Figure 3—figure supplement 1. Airway-labeled cells in the alveoli of carcinogen-exposed C57BL/6 mice: representative images.

Single-channel microscopy images (endogenous TOMATO and GFP labeling with Hoechst 33258 nuclear stain) of non-neoplastic alveolar regions of GFP;CCSP.CRE mice treated as in Figure 3A.

Figure 3—figure supplement 2. Airway-labeled cells in the alveoli of carcinogen-exposed C57BL/6 mice: data summary.

Data summary (shown as violin plot) from GFP;CCSP.CRE mice treated as in Figure 3A (n = 10/group). P, overall probability, one-way ANOVA. ns and **: p>0.05 and p<0.01 for the indicated comparisons, Bonferroni post-tests.

Figure 3—figure supplement 3. Airway-labeled cells in the alveoli of carcinogen-exposed mice express SFTPC.

Single-channel images of non-neoplastic distal lung regions of urethane-treated GFP;CCSP.CRE mice at six months into treatment (n = 22), stained for the lung cell markers Clara cell secretory protein (CCSP), acetylated α-tubulin (TUBA1A), and surfactant protein C (SFTPC). Note the genetic GFP-labeled tumor cells that have lost CCSP and have acquired SFTPC protein marker expression.

Figure 3—figure supplement 4. Airway-labeled cells in environmental-induced lung tumors express SFTPC.

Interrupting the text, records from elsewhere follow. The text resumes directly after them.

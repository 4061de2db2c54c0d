//! Background timer: the scheduler run-loop.
//!
//! Maintains a `BTreeMap<Instant, ScheduleEntry>` priority queue and sleeps
//! until the next deadline via `tokio::time::sleep_until`. Zero polling.

use std::collections::BTreeMap;
use std::sync::Arc;
use std::sync::atomic::{AtomicBool, Ordering};
use std::time::Duration;

use tokio::sync::mpsc;
use tokio::time::Instant;
use tokio_util::sync::CancellationToken;
use tracing::{debug, info, warn};

use super::jobs::Job;
use crate::core::error::AppError;
use crate::subsystems::runtime::{Component, ComponentFuture};

// ── Schedule entry ───────────────────────────────────────────────────────────

#[derive(Debug, Clone, Copy, PartialEq, Eq)]
pub struct ScheduleEntry {
    pub job: Job,
    pub every: Duration,
}

// ── Busy flag ────────────────────────────────────────────────────────────────

/// Held from the moment the timer hands a job off until the runner has
/// finished it. A tick that finds the flag held is dropped.
#[derive(Debug, Clone, Default)]
pub struct BusyFlag(Arc<AtomicBool>);

impl BusyFlag {
    /// Take the flag if the runner is idle.
    pub fn try_claim(&self) -> bool {
        self.0
            .compare_exchange(false, true, Ordering::AcqRel, Ordering::Acquire)
            .is_ok()
    }

    pub fn release(&self) {
        self.0.store(false, Ordering::Release);
    }

    pub fn is_busy(&self) -> bool {
        self.0.load(Ordering::Acquire)
    }
}

// ── Service ──────────────────────────────────────────────────────────────────

/// Fires each entry's job every `every`, starting one interval after start.
pub struct TimerService {
    entries: Vec<ScheduleEntry>,
    job_tx: mpsc::Sender<Job>,
    busy: BusyFlag,
}

impl TimerService {
    pub fn new(entries: Vec<ScheduleEntry>, job_tx: mpsc::Sender<Job>, busy: BusyFlag) -> Self {
        Self {
            entries,
            job_tx,
            busy,
        }
    }

    /// Run the timer loop until shutdown or the job runner goes away.
    pub async fn run_loop(self, shutdown: CancellationToken) -> Result<(), AppError> {
        let now = Instant::now();
        // Same-instant deadlines are nudged by 1ns to keep keys unique.
        let mut queue: BTreeMap<Instant, ScheduleEntry> = BTreeMap::new();
        for entry in self.entries {
            insert_unique(&mut queue, now + entry.every, entry);
        }

        info!(jobs = queue.len(), "scheduler running");

        loop {
            let Some(next_deadline) = queue.keys().next().copied() else {
                // Nothing scheduled; park until shutdown.
                shutdown.cancelled().await;
                break;
            };

            tokio::select! {
                biased;

                _ = shutdown.cancelled() => {
                    info!("scheduler shutting down ({} schedules dropped)", queue.len());
                    break;
                }

                _ = tokio::time::sleep_until(next_deadline) => {
                    let Some((deadline, entry)) = queue.pop_first() else { continue };
                    insert_unique(&mut queue, deadline + entry.every, entry);

                    if !self.busy.try_claim() {
                        warn!(job = %entry.job, "job runner busy, skipping this run");
                        continue;
                    }
                    debug!(job = %entry.job, "timer firing");

                    match self.job_tx.try_send(entry.job) {
                        Ok(()) => {}
                        Err(mpsc::error::TrySendError::Full(job)) => {
                            self.busy.release();
                            warn!(%job, "job queue full, skipping this run");
                        }
                        Err(mpsc::error::TrySendError::Closed(_)) => {
                            info!("job runner gone, scheduler stopping");
                            break;
                        }
                    }
                }
            }
        }
        Ok(())
    }
}

impl Component for TimerService {
    fn id(&self) -> &str {
        "scheduler"
    }

    fn run(self: Box<Self>, shutdown: CancellationToken) -> ComponentFuture {
        Box::pin(self.run_loop(shutdown))
    }
}

// ── Helpers ──────────────────────────────────────────────────────────────────

/// Insert into the BTreeMap, nudging the key by 1ns if it already exists.
/// Returns the actual key used.
fn insert_unique(
    queue: &mut BTreeMap<Instant, ScheduleEntry>,
    mut deadline: Instant,
    entry: ScheduleEntry,
) -> Instant {
    while queue.contains_key(&deadline) {
        deadline += Duration::from_nanos(1);
    }
    queue.insert(deadline, entry);
    deadline
}

#[cfg(test)]
mod tests {
    use super::*;
    use tokio::time;

    /// Spawn a timer and let it register its first deadlines.
    async fn spawn_timer(
        entries: Vec<ScheduleEntry>,
    ) -> (mpsc::Receiver<Job>, BusyFlag, CancellationToken) {
        let (tx, rx) = mpsc::channel(1);
        let busy = BusyFlag::default();
        let shutdown = CancellationToken::new();
        tokio::spawn(TimerService::new(entries, tx, busy.clone()).run_loop(shutdown.clone()));
        tokio::task::yield_now().await;
        (rx, busy, shutdown)
    }

    async fn next_job(rx: &mut mpsc::Receiver<Job>) -> Job {
        time::timeout(Duration::from_secs(1), rx.recv())
            .await
            .expect("timeout waiting for job")
            .expect("channel closed")
    }

    #[test]
    fn insert_unique_nudges_collisions() {
        let mut queue = BTreeMap::new();
        let at = Instant::now();
        let entry = ScheduleEntry {
            job: Job::Reports,
            every: Duration::from_secs(1),
        };
        let a = insert_unique(&mut queue, at, entry);
        let b = insert_unique(&mut queue, at, entry);
        assert_eq!(a, at);
        assert_eq!(b, at + Duration::from_nanos(1));
        assert_eq!(queue.len(), 2);
    }

    #[test]
    fn busy_flag_claims_once() {
        let busy = BusyFlag::default();
        assert!(busy.try_claim());
        assert!(!busy.try_claim());
        assert!(busy.is_busy());
        busy.release();
        assert!(!busy.is_busy());
        assert!(busy.try_claim());
    }

    #[tokio::test]
    async fn interval_fires_repeatedly() {
        time::pause();
        let (mut rx, busy, shutdown) = spawn_timer(vec![ScheduleEntry {
            job: Job::SlackSync,
            every: Duration::from_secs(10),
        }])
        .await;

        time::advance(Duration::from_secs(5)).await;
        assert!(rx.try_recv().is_err(), "must not fire before the first interval");

        time::advance(Duration::from_secs(6)).await;
        assert_eq!(next_job(&mut rx).await, Job::SlackSync);
        busy.release();

        time::advance(Duration::from_secs(10)).await;
        assert_eq!(next_job(&mut rx).await, Job::SlackSync);

        shutdown.cancel();
    }

    #[tokio::test]
    async fn entries_fire_in_deadline_order() {
        time::pause();
        let (mut rx, busy, shutdown) = spawn_timer(vec![
            ScheduleEntry {
                job: Job::Reports,
                every: Duration::from_secs(30),
            },
            ScheduleEntry {
                job: Job::GmailSync,
                every: Duration::from_secs(20),
            },
        ])
        .await;

        time::advance(Duration::from_secs(21)).await;
        assert_eq!(next_job(&mut rx).await, Job::GmailSync);
        busy.release();

        time::advance(Duration::from_secs(10)).await;
        assert_eq!(next_job(&mut rx).await, Job::Reports);

        shutdown.cancel();
    }

    #[tokio::test]
    async fn tick_while_busy_is_dropped() {
        time::pause();
        let (mut rx, busy, shutdown) = spawn_timer(vec![ScheduleEntry {
            job: Job::Reports,
            every: Duration::from_secs(10),
        }])
        .await;

        time::advance(Duration::from_secs(11)).await;
        assert_eq!(next_job(&mut rx).await, Job::Reports);

        // Runner still working on the first job when the next tick lands.
        time::advance(Duration::from_secs(10)).await;
        tokio::task::yield_now().await;
        assert!(
            rx.try_recv().is_err(),
            "a tick during a running job must not be queued"
        );

        // Once idle, the following tick goes through again.
        busy.release();
        time::advance(Duration::from_secs(10)).await;
        assert_eq!(next_job(&mut rx).await, Job::Reports);

        shutdown.cancel();
    }

    #[tokio::test]
    async fn stops_when_runner_is_gone() {
        time::pause();
        let (tx, rx) = mpsc::channel(1);
        drop(rx);
        let svc = TimerService::new(
            vec![ScheduleEntry {
                job: Job::DriveSync,
                every: Duration::from_secs(1),
            }],
            tx,
            BusyFlag::default(),
        );
        let handle = tokio::spawn(svc.run_loop(CancellationToken::new()));
        tokio::task::yield_now().await;
        time::advance(Duration::from_secs(2)).await;
        let res = time::timeout(Duration::from_secs(1), handle)
            .await
            .expect("timer should exit")
            .expect("task panicked");
        assert!(res.is_ok());
    }

    #[tokio::test]
    async fn empty_schedule_waits_for_shutdown() {
        let shutdown = CancellationToken::new();
        let (tx, _rx) = mpsc::channel(1);
        let handle = tokio::spawn(
            TimerService::new(Vec::new(), tx, BusyFlag::default()).run_loop(shutdown.clone()),
        );
        shutdown.cancel();
        assert!(handle.await.expect("task panicked").is_ok());
    }
}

Juxtabronchial regions, alveolar hyperplasias, and tumors (dashed lines) of lungs from urethane-treated GFP;CCSP.CRE mice at six months into treatment (n = 22) stained for lineage marker proteins Clara cell secretory protein (CCSP), acetylated α-tubulin (TUBA1A), and surfactant protein C (SFTPC). Arrows and legend indicate different phenotypes of extrabronchial GFP-labeled cells. a, alveoli; b, bronchi.

Figure 3—figure supplement 5. In vivo bioluminescent detection of the airway lineage in the lungs of saline- and carcinogen-treated mice.

Representative merged bioluminescence/photographic images (left) and data summary (right) of LUC;CCSP.CRE mice (FVB background) before and seven months after saline (one intraperitoneal injection of 100 µL; n = 6) or urethane (one intraperitoneal injection of 1 g/Kg in 100 µL saline; n = 5) treatment. Note that in this model light is emitted exclusively by genetically CCSP-labeled cells over the lungs. Note also the signal decrease in saline- and increase in urethane-treated mice. Data are given as mean ± SD. P, overall probability, two-way ANOVA. ***: p<0.001 for comparison with saline, Bonferroni post-test.

Figure 3—figure supplement 6. Human lung adenocarcinomas co-express airway and alveolar markers.

Co-staining of human lung adenocarcinomas for SFTPC and either CCSP (A; n = 10) or KRT5 (B; n = 10) shows absence of CCSP expression and significant co-localization of SFTPC and KRT5 in a subset of tumor cells. CCSP, Clara cell secretory protein; KRT5, keratin 5; SFTPC, surfactant protein C.